Cependant les cloches ont retenti dans nos vallées; les campagnards se sont pressés autour des autels; les chants religieux se répondaient de village en village, et ce bruit de fête n'est pas monté jusqu'à nous.
O mes voisins, vous ne savez pas combien vous êtes heureux de vous réunir pour la prière, après avoir été dispersés pour le travail! Autrefois l'habitude et l'enfance me laissaient insensible à cet avantage: aujourd'hui il me touche, au point de me faire verser des larmes d'impatience et de regret. Comme le cerf soupire après les eaux, de même mon cœur soupire après vous, ô mon Dieu! Mais j'espère comme David: Je passerai dans le lieu du tabernacle admirable, jusqu'à la maison de Dieu, au milieu des chants d'allégresse et de louange.

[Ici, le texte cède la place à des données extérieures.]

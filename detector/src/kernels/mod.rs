//! Stage kernels applied to every frame.
//!
//! Each kernel takes a helper thread count. A count of 0 or 1 runs on the
//! calling thread; larger counts split the frame into contiguous row blocks
//! (see [`rows`]). The output never depends on the count.

pub mod diff;
pub mod grayscale;
pub mod rows;
pub mod smooth;

pub use diff::{differing_pixels, differs_from_background};
pub use grayscale::{grayscale, to_grayscale};
pub use smooth::{smooth, smoothed};
use crate::error::Result;
use crate::finding::{codes, Finding};
use crate::period::ReportingPeriod;
use crate::registry::RegistrySource;
use crate::submission::context::SubmissionContext;
use crate::submission::stage::Stage;
use async_trait::async_trait;
use std::sync::Arc;

/// Resolves the declared metadata against the registry: the submitting
/// bank (cross-checked against the client certificate), the report, the
/// reporting period and the report version in force for it.
///
/// Every check that can run does run, so a submission with several
/// metadata problems reports all of them at once.
pub struct MetadataStage {
    registry: Arc<dyn RegistrySource>,
    certificate_prefix: String,
}

const BANK_CODE_LEN: usize = 6;

impl MetadataStage {
    pub fn new(registry: Arc<dyn RegistrySource>, certificate_prefix: impl Into<String>) -> Self {
        Self {
            registry,
            certificate_prefix: certificate_prefix.into(),
        }
    }

    /// The six-character bank code that follows the configured prefix in
    /// the certificate subject.
    fn bank_code_from_subject(&self, subject: &str) -> Option<String> {
        let index = subject.find(&self.certificate_prefix)?;
        let rest = &subject[index + self.certificate_prefix.len()..];
        if rest.len() < BANK_CODE_LEN || !rest.is_char_boundary(BANK_CODE_LEN) {
            return None;
        }
        Some(rest[..BANK_CODE_LEN].to_string())
    }
}

#[async_trait]
impl Stage for MetadataStage {
    fn name(&self) -> &'static str {
        "metadata"
    }

    async fn run(&self, ctx: &mut SubmissionContext) -> Result<()> {
        match self.bank_code_from_subject(&ctx.certificate.subject) {
            None => {
                ctx.fail_model(Finding::error(
                    codes::BANK_NOT_SPECIFIED,
                    "Submitting bank cannot be determined from the client certificate",
                ));
            }
            Some(code) => match self.registry.bank_by_code(&code).await? {
                None => {
                    ctx.fail_model(
                        Finding::error(
                            codes::BANK_NOT_FOUND,
                            "Submitting bank is not registered",
                        )
                        .with_details(code.clone()),
                    );
                }
                Some(bank) => {
                    if !bank.active {
                        ctx.fail_model(
                            Finding::error(
                                codes::BANK_NOT_ACTIVE,
                                "Submitting bank is not active",
                            )
                            .with_details(bank.code.clone()),
                        );
                    }
                    if bank.code != ctx.message.undertaking {
                        ctx.fail_model(
                            Finding::error(
                                codes::BANK_NOT_ALLOWED,
                                "Submitting bank is not allowed to report for the declared undertaking",
                            )
                            .with_details(format!(
                                "certificate: {}, declared: {}",
                                bank.code, ctx.message.undertaking
                            )),
                        );
                    }
                    ctx.bank = Some(bank);
                }
            },
        }

        let report = self.registry.report_by_code(&ctx.message.report_code).await?;
        match report {
            None => {
                ctx.fail_model(
                    Finding::error(codes::REPORT_NOT_FOUND, "Report code is not registered")
                        .with_details(ctx.message.report_code.clone()),
                );
            }
            Some(report) => {
                match ReportingPeriod::parse(&ctx.message.report_period, report.recurrence) {
                    None => {
                        ctx.fail_model(
                            Finding::error(
                                codes::REPORT_PERIOD_FORMAT_INVALID,
                                "Report period does not match the report's recurrence",
                            )
                            .with_details(ctx.message.report_period.clone()),
                        );
                    }
                    Some(period) => {
                        let version = self.registry.report_version(report.id, &period).await?;
                        match version {
                            None => {
                                ctx.fail_model(
                                    Finding::error(
                                        codes::REPORT_VERSION_NOT_FOUND,
                                        "No report version is in force for the declared period",
                                    )
                                    .with_details(format!(
                                        "{} {}",
                                        report.code, period.info
                                    )),
                                );
                            }
                            Some(version) => ctx.version = Some(version),
                        }
                        ctx.period = Some(period);
                    }
                }
                ctx.report = Some(report);
            }
        }

        Ok(())
    }
}
use crate::error::Result;
use crate::finding::{codes, Finding};
use crate::submission::context::SubmissionContext;
use crate::submission::stage::Stage;
use async_trait::async_trait;

/// Cross-checks the document header against the resolved metadata: the
/// year and period inside the document must match the declared period, and
/// the undertaking must match the declared one. A header field the
/// document does not carry counts as a mismatch. Runs only while both the
/// file and the model are still valid.
pub struct HeaderStage;

#[async_trait]
impl Stage for HeaderStage {
    fn name(&self) -> &'static str {
        "header"
    }

    async fn run(&self, ctx: &mut SubmissionContext) -> Result<()> {
        if !ctx.file_valid || !ctx.model_valid {
            return Ok(());
        }
        let Some(document) = ctx.document.clone() else {
            return Ok(());
        };
        let Some(period) = ctx.period.clone() else {
            return Ok(());
        };

        if let Some(expected_year) = period.year {
            if document.header_year() != Some(expected_year) {
                ctx.fail_report(
                    Finding::error(
                        codes::HEADER_YEAR_MISMATCH,
                        "Report header year does not match the declared period",
                    )
                    .with_details(format!(
                        "expected {expected_year}, found {}",
                        display_or_missing(document.header_year().map(|y| y.to_string())),
                    )),
                );
            }
        }

        if document.header_period().as_deref() != Some(period.info.as_str()) {
            ctx.fail_report(
                Finding::error(
                    codes::HEADER_PERIOD_MISMATCH,
                    "Report header period does not match the declared period",
                )
                .with_details(format!(
                    "expected {}, found {}",
                    period.info,
                    display_or_missing(document.header_period()),
                )),
            );
        }

        if document.header_undertaking().as_deref() != Some(ctx.message.undertaking.as_str()) {
            ctx.fail_report(
                Finding::error(
                    codes::HEADER_UNDERTAKING_MISMATCH,
                    "Report header undertaking does not match the declared undertaking",
                )
                .with_details(format!(
                    "expected {}, found {}",
                    ctx.message.undertaking,
                    display_or_missing(document.header_undertaking()),
                )),
            );
        }

        Ok(())
    }
}

fn display_or_missing(value: Option<String>) -> String {
    value.unwrap_or_else(|| "(missing)".to_string())
}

Quand je descendrai de ma montagne, comme Moïse, il me semble que je porterai à mes frères les conseils de la sagesse. Je leur dirai: "Si vous aviez appris comme moi combien la société de tous est nécessaire à chacun, vous n'auriez les uns pour les autres que des sentiments d'amour et de charité. Reléguons quelque temps dans la solitude ceux qui ne veulent pas comprendre ces choses, et qui répandent parmi nous le trouble et la guerre: ils ne tarderont pas à sentir leur folie; ils sauront par expérience qu'il n'est pas bon que l'homme soit seul; ils aimeront, comme ils s'aiment eux-mêmes, ce prochain, sans lequel la vie ne serait plus un bienfait mais un châtiment de la Providence."
Le 26 Décembre.
Ce matin mon grand-père s'est trouvé incommodé pour avoir bu son lait pur: heureusement il a été plus promptement remis que je n'osais l'espérer. Sans doute sa grande patience contribue à lui rendre les maux plus légers. Il m'a dit avec sérénité:
—Je suis sans inquiétude, mon cher enfant. Il me paraît tout à fait probable que ma vie se prolongera pour le moins jusqu'au moment de notre délivrance. C'est tout ce que je désire. Si j'avais le bonheur, avant de mourir, de te voir dans les bras de ton père, ce départ me semblerait plus doux que je ne peux te le dire. Mais je suppose que Dieu voulût me retirer à lui pendant que nous sommes seuls dans ce chalet, j'ai assez bonne opinion de toi pour être assuré que cela ne te causerait ni frayeur ni désespoir. Que suis-je pour toi maintenant? Une charge, un embarras, que la piété filiale t'empêche seule de sentir. C'est toi qui fais tout ici. Depuis que je t'ai communiqué l'expérience dont tu manquais encore, il me semble que ma tâche est remplie. Ose donc, comme moi, envisager sans trouble l'idée d'une séparation un peu plus prompte que nous ne l'eussions souhaitée; soyons prêts à tout événement. Mais, je le répète, nous pouvons avoir bonne espérance: les soins que tu prends de moi, un peu plus de prudence dans la mesure de mes aliments, soutiendront ma vie jusqu'au printemps, et je verrai encore un feuillage.
Je n'ai pu répondre que par mes larmes à ces touchantes paroles. Nous avons gardé un long silence, et il m'a fallu bien du temps pour me remettre à l'ouvrage au milieu des ténèbres.